Researchers at the University of California San Diego recently built a machine learning system that predicts what birds are about to sing.
If you don't find great practical possibilities, I'll start by telling you that real-time predictive speech synthesis for voice prostheses would already be a great thing. But the implications of understanding birdsong could go much further.
Song of the birds, an extremely articulated world
Bird singing is a complex form of communication that involves rhythm, tone and, most importantly, learned behaviors.
According to researchers, teaching an artificial intelligence to understand (and be able to construct enough to anticipate) birdsong is a valuable step on the road to replacing biological human vocalizations.
Motor prosthetics used primates as an animal model. There is no similar model for vocal prostheses. This is perhaps why these are more limited in terms of neural interface technology, brain coverage and behavioral study design.
It is not easy to “think” birdsong, but it is an important step
Songbirds are an interesting model of complex learned vocal behavior. Birdsong shares a number of unique similarities with human speech. Studying it has already provided excellent general information on the mechanisms and circuits underlying the learning, execution and maintenance of vocal motor skill.

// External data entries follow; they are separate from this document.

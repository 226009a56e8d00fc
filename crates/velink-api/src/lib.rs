//! Wire-level clients for the data sources a Venus device exposes.
//!
//! This crate speaks the transports and nothing else. It knows how to open
//! a connection, enumerate what is published and stream raw change
//! notifications, but it has no notion of an item tree:
//!
//! - **[`dbus`]**: `zbus` client for the `com.victronenergy.*` services on a
//!   system bus (local socket or `tcp:` address). Emits [`dbus::BusEvent`]s.
//! - **[`mqtt`]**: `rumqttc` client for the broker bridge (`N/`, `W/`, `R/`
//!   topic families), over TCP or WebSocket. Emits [`mqtt::BrokerMessage`]s.
//! - **[`backoff`]**: reconnect policy shared by both transports.
//!
//! Translating these raw events into canonical tree mutations is the job of
//! the adapters in `velink-core`.

pub mod backoff;
pub mod dbus;
pub mod error;
pub mod mqtt;

pub use backoff::{MAX_JITTER_PERCENT, ReconnectConfig};
pub use dbus::{BusEvent, BusItemValue, DbusAddress, DbusClient, DbusWriter, WireValue};
pub use error::Error;
pub use mqtt::{BrokerClient, BrokerEndpoint, BrokerMessage, BrokerOptions, BrokerWriter};
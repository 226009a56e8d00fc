//! Integration tests for the `velink` CLI binary.
//!
//! Argument parsing, help output, shell completions and source validation
//! need no network. Data tests run against the built-in mock source.
#![allow(clippy::unwrap_used)]

use assert_cmd::cargo::cargo_bin_cmd;
use predicates::prelude::*;

// ── Helpers ─────────────────────────────────────────────────────────

/// Build a [`Command`] for the `velink` binary with env isolation.
///
/// Clears `VELINK_*` env vars and points config directories at a
/// nonexistent path so tests never touch the user's real configuration.
fn velink_cmd() -> assert_cmd::Command {
    let mut cmd = cargo_bin_cmd!("velink");
    cmd.env("HOME", "/tmp/velink-cli-test-nonexistent")
        .env("XDG_CONFIG_HOME", "/tmp/velink-cli-test-nonexistent")
        .env("NO_COLOR", "1")
        .env_remove("VELINK_CONFIG")
        .env_remove("VELINK_OUTPUT")
        .env_remove("VELINK_TIMEOUT")
        .env_remove("VELINK_SOURCE__KIND")
        .env_remove("VELINK_SOURCE__ADDRESS")
        .env_remove("RUST_LOG");
    cmd
}

fn combined_output(output: &std::process::Output) -> String {
    let stdout = String::from_utf8_lossy(&output.stdout);
    let stderr = String::from_utf8_lossy(&output.stderr);
    format!("{stdout}{stderr}")
}

// ── Basic invocation ────────────────────────────────────────────────

#[test]
fn test_no_args_shows_help() {
    let output = velink_cmd().output().unwrap();
    assert_eq!(output.status.code(), Some(2), "Expected exit code 2");
    let text = combined_output(&output);
    assert!(text.contains("Usage"), "Expected 'Usage' in output:\n{text}");
}

#[test]
fn test_help_flag() {
    velink_cmd().arg("--help").assert().success().stdout(
        predicate::str::contains("watch")
            .and(predicate::str::contains("dump"))
            .and(predicate::str::contains("set"))
            .and(predicate::str::contains("--mqtt")),
    );
}

#[test]
fn test_version_flag() {
    velink_cmd()
        .arg("--version")
        .assert()
        .success()
        .stdout(predicate::str::contains("velink"));
}

// ── Shell completions ───────────────────────────────────────────────

#[test]
fn test_completions_bash() {
    velink_cmd()
        .args(["completions", "bash"])
        .assert()
        .success()
        .stdout(predicate::str::is_empty().not());
}

#[test]
fn test_completions_zsh() {
    velink_cmd()
        .args(["completions", "zsh"])
        .assert()
        .success()
        .stdout(predicate::str::contains("velink"));
}

// ── Source selection ────────────────────────────────────────────────

#[test]
fn test_source_flags_are_exclusive() {
    velink_cmd()
        .args(["--mock", "--mqtt", "mqtt://venus.local", "dump"])
        .assert()
        .code(2)
        .stderr(predicate::str::contains("cannot be used with"));
}

#[test]
fn test_dbus_flags_are_exclusive() {
    velink_cmd()
        .args(["--dbus", "system", "--dbus-default", "dump"])
        .assert()
        .code(2);
}

#[test]
fn test_unsupported_broker_scheme_fails_fast() {
    velink_cmd()
        .args(["--mqtt", "http://venus.local", "dump"])
        .assert()
        .code(2)
        .stderr(predicate::str::contains("broker URL"));
}

#[test]
fn test_malformed_dbus_address_fails_fast() {
    velink_cmd()
        .args(["--dbus", "not-an-address", "dump"])
        .assert()
        .code(2)
        .stderr(predicate::str::contains("D-Bus address"));
}

#[test]
fn test_unknown_kind_in_config_file() {
    let dir = tempfile::tempdir().unwrap();
    let path = dir.path().join("config.toml");
    std::fs::write(&path, "[source]\nkind = \"serial\"\n").unwrap();

    velink_cmd()
        .arg("--config")
        .arg(&path)
        .args(["dump", "--settle", "0"])
        .assert()
        .code(2)
        .stderr(predicate::str::contains("serial"));
}

#[test]
fn test_root_is_not_an_item() {
    velink_cmd()
        .args(["--mock", "get", "/"])
        .assert()
        .code(2)
        .stderr(predicate::str::contains("does not name an item"));
}

// ── Mock source ─────────────────────────────────────────────────────

#[test]
fn test_mock_dump_json() {
    velink_cmd()
        .args(["--mock", "dump", "--settle", "0", "-o", "json"])
        .assert()
        .success()
        .stdout(
            predicate::str::contains("battery/soldc/voltage")
                .and(predicate::str::contains("settings/gui/brightness")),
        );
}

#[test]
fn test_mock_dump_prefix_plain() {
    velink_cmd()
        .args(["--mock", "dump", "devices", "--settle", "0", "-o", "plain"])
        .assert()
        .success()
        .stdout(
            predicate::str::contains("devices/fridge/name Fridge")
                .and(predicate::str::contains("battery").not()),
        );
}

#[test]
fn test_mock_get_plain() {
    velink_cmd()
        .args([
            "--mock",
            "get",
            "battery.soldc.voltage",
            "--settle",
            "0",
            "-o",
            "plain",
        ])
        .assert()
        .success()
        .stdout(predicate::str::contains("12.80V"));
}

#[test]
fn test_mock_get_missing_item() {
    velink_cmd()
        .args(["--mock", "get", "no/such/item", "--settle", "0"])
        .assert()
        .code(4);
}

#[test]
fn test_mock_set_writable_setting() {
    velink_cmd()
        .args([
            "--mock",
            "set",
            "settings/gui/brightness",
            "40",
            "--settle",
            "0",
        ])
        .assert()
        .success()
        .stdout(predicate::str::contains("settings/gui/brightness <- 40"));
}

#[test]
fn test_mock_set_read_only_item() {
    velink_cmd()
        .args(["--mock", "set", "battery/soldc/voltage", "1", "--settle", "0"])
        .assert()
        .code(5)
        .stderr(predicate::str::contains("rejected"));
}

#[test]
fn test_mock_watch_prints_current_value() {
    velink_cmd()
        .args(["--mock", "watch", "battery/soldc/soc", "--count", "1"])
        .assert()
        .success()
        .stdout(predicate::str::contains("battery/soldc/soc = 87"));
}

#[test]
fn test_mock_table_sorted_by_power() {
    let output = velink_cmd()
        .args([
            "--mock",
            "table",
            "devices/*",
            "--sort",
            "power",
            "--settle",
            "0",
            "-o",
            "plain",
        ])
        .output()
        .unwrap();
    assert!(output.status.success());
    let stdout = String::from_utf8_lossy(&output.stdout);
    let rows: Vec<&str> = stdout.lines().collect();
    assert_eq!(
        rows,
        vec!["devices/fridge", "devices/charger", "devices/inverter"]
    );
}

But translating vocalizations in real time isn't an easy challenge. Current systems are still slow compared to our natural thought-speech patterns.
Think about it, because it's beautiful: cutting-edge natural language processing systems still struggle to keep up with human thinking.
We are still too fast for a car
When we interact with our Google Assistant or Alexa, there is often a longer pause than we would expect when talking to a real person. That's because the AI is processing our speech, determining the meaning of each word in relation to its capabilities, and then figuring out which reactions or programs to access to respond.
Of course, it is already amazing that these cloud-based systems work at this speed. But they are not yet good enough to create a real-time interface that allows the voiceless to speak at the speed of thought.
Research on birdsong
First, the team implanted electrodes into a dozen brains of birds (zebra finches) and then began recording brain activity during the birds singing.
But it's not enough to train an AI to recognize the neural activity of birds during their singing: even a bird's brain is too complex to fully map how communications work between its neurons.
So the researchers trained another system to reduce the songs in real time into recognizable patterns that the AI can work with.
It is very interesting, because it provides a solution to an outstanding problem.
The processing of birdsong in real time is impressive and replicating these results with human language would be historic.
But this first job is not ready yet. And it is not yet adaptable to other speech systems. It may not work beyond birdsong.
But if it did, it would be among the first, gigantic technological leaps for brain computer interfaces since the deep learning resurgence in 2014.